The Chi-square Goodness of Fit Test

Purpose

To determine if the observed counts of a nominal/categorical variable significantly differ from predicted counts under a null hypothesis. If the observed counts are derived from a categorised continuous variable, these can be compared to counts predicted by a theoretical distribution, e.g., normal.  

Research Question Examples
Is a dice fair? That is, did the observed outcomes correspond to a uniform distribution?

Can a sample be assumed to have been drawn from a normally distributed population? – Although, you would probably use the Shapiro-Wilk test of normality rather than the Ch-square test to determine this.

Can a coin be assumed to be fair given a particular number of heads when tossed 30 times? – Although, you would probably use the Binomial Test rather than Chi-square.

Given that the prevalence of adult smoking in the UK is 14.7%, how likely would a prevalence of 20% be in a sample of 100 adults?

Requirements

  • Independent random sampling
  • Categorical data
  • Category expected counts greater than 5

Background
Tolman et al. (1946) investigating maze learning in rats, wanted to determine if rats would show a preference for a particular choice of route when presented with four alternative routes (A – D). 32 rats were presented with the choice of routes, and the following route choices were observed

                Chosen Route
                   A    B   C   D
Observed   4    5   8  15

Whilst it is evident that there was a preference within the sample for route D, did this represent a preference in the wider population, or was it a consequence of sampling variation?

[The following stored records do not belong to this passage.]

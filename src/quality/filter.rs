//! Result filter: a pure, order-preserving pass over a result batch.
//!
//! Each enabled dimension of [`SearchFilters`] removes non-conforming
//! results; dimensions are evaluated independently and conjunctively, so a
//! result must pass all of them. Missing optional fields pass numeric and
//! range checks: absence is not failure.

use url::Url;

use crate::models::{AccessType, SearchFilters, SearchResult};
use crate::quality::DomainClassifier;

/// Source labels that identify an academic repository even when the URL
/// alone does not (e.g. an aggregator page for a CNKI record).
const ACADEMIC_SOURCE_LABELS: &[&str] = &[
    "cnki", "wanfang", "arxiv", "pubmed", "scholar", "semantic", "crossref", "jstor", "springer",
    "ieee", "acm",
];

/// Terms in a title or snippet that indicate peer-reviewed material.
const PEER_REVIEW_INDICATORS: &[&str] = &[
    "journal",
    "proceedings",
    "doi:",
    "peer-reviewed",
    "peer reviewed",
    "transactions on",
    "conference on",
];

/// Apply a filter specification to a result batch.
///
/// Order-preserving and idempotent: filtering an already-filtered batch
/// with the same specification is a no-op.
pub fn apply_filters(
    results: Vec<SearchResult>,
    filters: &SearchFilters,
    classifier: &DomainClassifier,
) -> Vec<SearchResult> {
    if filters.is_empty() {
        return results;
    }
    results
        .into_iter()
        .filter(|result| passes(result, filters, classifier))
        .collect()
}

fn passes(result: &SearchResult, filters: &SearchFilters, classifier: &DomainClassifier) -> bool {
    let host = result.host().unwrap_or_default();

    if !filters.allowed_domains.is_empty()
        && !filters.allowed_domains.iter().any(|d| domain_matches(&host, d))
    {
        return false;
    }
    if filters.blocked_domains.iter().any(|d| domain_matches(&host, d)) {
        return false;
    }
    if !filters.file_types.is_empty() {
        let Some(extension) = url_extension(&result.url) else {
            return false;
        };
        if !filters
            .file_types
            .iter()
            .any(|t| t.trim_start_matches('.').eq_ignore_ascii_case(&extension))
        {
            return false;
        }
    }
    if filters.academic_only && !is_academic(result, classifier) {
        return false;
    }
    if filters.free_access_only && result.access_type != AccessType::Open {
        return false;
    }
    if filters.peer_reviewed_only && !is_peer_reviewed(result, classifier) {
        return false;
    }
    if let Some(minimum) = filters.minimum_citations {
        // Results without a citation count pass: absence is not failure.
        if let Some(count) = result.citation_count {
            if count < minimum {
                return false;
            }
        }
    }
    if let Some(minimum) = filters.minimum_relevance_score {
        if let Some(score) = result.relevance_score {
            if score < minimum {
                return false;
            }
        }
    }
    if !filters.languages.is_empty() {
        if let Some(language) = &result.language {
            if !filters.languages.iter().any(|l| l.eq_ignore_ascii_case(language)) {
                return false;
            }
        }
    }
    if let Some(range) = &filters.date_range {
        if let Some(date) = &result.published_date {
            if !range.contains(date) {
                return false;
            }
        }
    }
    if !filters.content_types.is_empty() && !filters.content_types.contains(&result.content_type) {
        return false;
    }
    true
}

/// A result is academic when its URL classifies tier-1, or its declared
/// source matches a known academic-repository label.
fn is_academic(result: &SearchResult, classifier: &DomainClassifier) -> bool {
    if classifier.is_academic(&result.url) {
        return true;
    }
    match &result.source {
        Some(source) => {
            let source = source.to_ascii_lowercase();
            ACADEMIC_SOURCE_LABELS.iter().any(|label| source.contains(label))
        }
        None => false,
    }
}

/// Peer-review heuristic: indicator terms in title/snippet, a present DOI,
/// or passing the academic test.
fn is_peer_reviewed(result: &SearchResult, classifier: &DomainClassifier) -> bool {
    if result.doi.is_some() || is_academic(result, classifier) {
        return true;
    }
    let mut text = result.title.to_ascii_lowercase();
    if let Some(snippet) = &result.snippet {
        text.push(' ');
        text.push_str(&snippet.to_ascii_lowercase());
    }
    PEER_REVIEW_INDICATORS.iter().any(|term| text.contains(term))
}

/// Caller-supplied domain entries are matched leniently: the entry, or any
/// host ending in `.entry`.
fn domain_matches(host: &str, entry: &str) -> bool {
    let entry = entry.trim().trim_start_matches('.').to_ascii_lowercase();
    if entry.is_empty() || host.is_empty() {
        return false;
    }
    host == entry || host.ends_with(&format!(".{entry}"))
}

/// Lower-cased extension of the URL path, if any.
fn url_extension(url: &str) -> Option<String> {
    let parsed = Url::parse(url).ok()?;
    let path = parsed.path();
    let file = path.rsplit('/').next()?;
    let (_, extension) = file.rsplit_once('.')?;
    if extension.is_empty() {
        return None;
    }
    Some(extension.to_ascii_lowercase())
}
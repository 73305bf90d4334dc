//! The `web_search` tool boundary consumed by the agent framework.
//!
//! One operation, described by a JSON schema and executed through a
//! never-failing handler: whatever happens below, the agent receives a
//! well-formed result object, with `resultsCount: 0` on total failure.

use std::sync::Arc;

use serde_json::{json, Value};

use crate::engine::{SearchEngine, ERROR_BACKEND};
use crate::models::{Backend, SearchOptions};

/// Tool name registered with the agent framework.
pub const WEB_SEARCH_TOOL: &str = "web_search";

/// Bounds on the caller-requested result count.
const MIN_TOOL_RESULTS: usize = 1;
const MAX_TOOL_RESULTS: usize = 10;
const DEFAULT_TOOL_RESULTS: usize = 8;

/// The `web_search` tool: schema plus handler over a shared engine.
#[derive(Debug, Clone)]
pub struct WebSearchTool {
    engine: Arc<SearchEngine>,
}

impl WebSearchTool {
    pub fn new(engine: Arc<SearchEngine>) -> Self {
        Self { engine }
    }

    pub fn name(&self) -> &'static str {
        WEB_SEARCH_TOOL
    }

    pub fn description(&self) -> &'static str {
        "Search the web for sources relevant to a query, ranked and filtered by source credibility"
    }

    /// JSON Schema for the tool arguments.
    pub fn input_schema(&self) -> Value {
        json!({
            "type": "object",
            "properties": {
                "query": {
                    "type": "string",
                    "description": "Search query string"
                },
                "max_results": {
                    "type": "integer",
                    "description": "Maximum number of results to return",
                    "minimum": MIN_TOOL_RESULTS,
                    "maximum": MAX_TOOL_RESULTS,
                    "default": DEFAULT_TOOL_RESULTS
                },
                "provider": {
                    "type": "string",
                    "description": "Search backend to use",
                    "enum": Backend::ALL.iter().map(|b| b.id()).collect::<Vec<_>>(),
                    "default": Backend::Native.id()
                }
            },
            "required": ["query"]
        })
    }

    /// Execute the tool. Never fails: malformed arguments yield an empty
    /// result object, not an error.
    pub async fn execute(&self, args: Value) -> Value {
        let query = args
            .get("query")
            .and_then(Value::as_str)
            .map(str::trim)
            .unwrap_or_default();
        if query.is_empty() {
            return json!({
                "results": [],
                "resultsCount": 0,
                "provider": ERROR_BACKEND,
                "query": "",
            });
        }

        let max_results = args
            .get("max_results")
            .and_then(Value::as_u64)
            .map(|n| (n as usize).clamp(MIN_TOOL_RESULTS, MAX_TOOL_RESULTS))
            .unwrap_or(DEFAULT_TOOL_RESULTS);

        let backend = args
            .get("provider")
            .and_then(Value::as_str)
            .and_then(Backend::parse)
            .unwrap_or(Backend::Native);

        let options = SearchOptions::new().max_results(max_results).backend(backend);
        let outcome = self.engine.search(query, options).await;

        json!({
            "results": outcome.results,
            "resultsCount": outcome.results.len(),
            "provider": outcome.backend_used,
            "query": outcome.query,
        })
    }
}

#[cfg(test)]
mod tests {
    use super::*;
    use crate::backends::mock::make_result;
    use crate::backends::{BackendRegistry, MockBackend};
    use crate::config::EngineConfig;

    fn tool_with(registry: BackendRegistry) -> WebSearchTool {
        WebSearchTool::new(Arc::new(SearchEngine::with_registry(
            EngineConfig::default(),
            registry,
        )))
    }

    fn registry_returning(backend: Backend, count: usize) -> BackendRegistry {
        let batch: Vec<_> = (0..count)
            .map(|i| make_result(&format!("r{i}"), &format!("https://example.org/{i}")))
            .collect();
        let mut registry = BackendRegistry::empty();
        registry.register(Arc::new(MockBackend::returning(backend, batch)));
        registry
    }

    #[tokio::test]
    async fn test_defaults_to_native_and_eight_results() {
        let tool = tool_with(registry_returning(Backend::Native, 20));
        let response = tool.execute(json!({"query": "ai in education"})).await;

        assert_eq!(response["provider"], "native");
        assert_eq!(response["resultsCount"], 8);
        assert_eq!(response["query"], "ai in education");
    }

    #[tokio::test]
    async fn test_max_results_is_clamped() {
        let tool = tool_with(registry_returning(Backend::Native, 20));
        let response = tool
            .execute(json!({"query": "q", "max_results": 50}))
            .await;
        assert_eq!(response["resultsCount"], 10);
    }

    #[tokio::test]
    async fn test_missing_query_never_fails() {
        let tool = tool_with(registry_returning(Backend::Native, 3));
        let response = tool.execute(json!({})).await;

        assert_eq!(response["resultsCount"], 0);
        assert_eq!(response["provider"], ERROR_BACKEND);
    }

    #[tokio::test]
    async fn test_explicit_provider_is_honored() {
        let tool = tool_with(registry_returning(Backend::Metasearch, 2));
        let response = tool
            .execute(json!({"query": "q", "provider": "metasearch"}))
            .await;
        assert_eq!(response["provider"], "metasearch");
        assert_eq!(response["resultsCount"], 2);
    }

    #[test]
    fn test_schema_names_all_backends() {
        let tool = tool_with(BackendRegistry::empty());
        let schema = tool.input_schema();
        let enumerated = schema["properties"]["provider"]["enum"].as_array().unwrap();
        assert_eq!(enumerated.len(), Backend::ALL.len());
        assert_eq!(schema["required"][0], "query");
    }
}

We will evaluate the null hypothesis that in the population that there is no preference for a particular route, that is the probabilities for selecting a route are the same (0.25) with each route having a predicted count of 8, with the alternative hypothesis being that the probabilities of selecting a route are not equal. 

We will use the chisq.test command specifying the counts (4,5,8,15) and their associated probabilities (0.25, 0.25, 0.25, 0.25) assuming the null hypothesis is true. The complete R commands  are shown below.

R Command
Enter the following command (you can copy and paste into R-Studio).

# Lets set-up a vector of values and assign them to the variable observed
observed <- c(4,5,8,15)

# Lets set-up a vector of expected probabilities and assign them to the variable exp.probs
exp.probs <- c(0.25,0.25,0.25,0.25)

# run the test
chisq.test(observed,p=exp.probs)

When executed, this command will generate the output shown below.

Interpreting The Output & Reporting the Analysis

Figure 1: R Output

Notes

  • The p-value is 0.01766, which is less than 0.05, so the finding in significant
  • This means we reject the null hypothesis and accept the alternative hypothesis; that is the population proportions are not equal to 0.25
  • When reporting most statistical tests we need to indicate
      • the statistic (χ2=9.25)
      • The sample size (N=32) and/or Degrees of freedom (3)
      • The p-value
  • The reported p-value is two sided, which is consistent with the non-directional hypothesis.
  • <- is the assignment operator in R
  • In fact, as the probabilities under the null hypotheses were equal, we didn’t need to specify them, as this is the default. Accordingly, the following command would have generated the same output: chisq.test(observed) or chisq.test(c(4,5,8,15))

References
Tolman, E. C., Ritchie, B. F., & Kalish, D. (1946). Studies in spatial learning. I. Orientation and the short-cut. Journal of experimental psychology36(1), 13.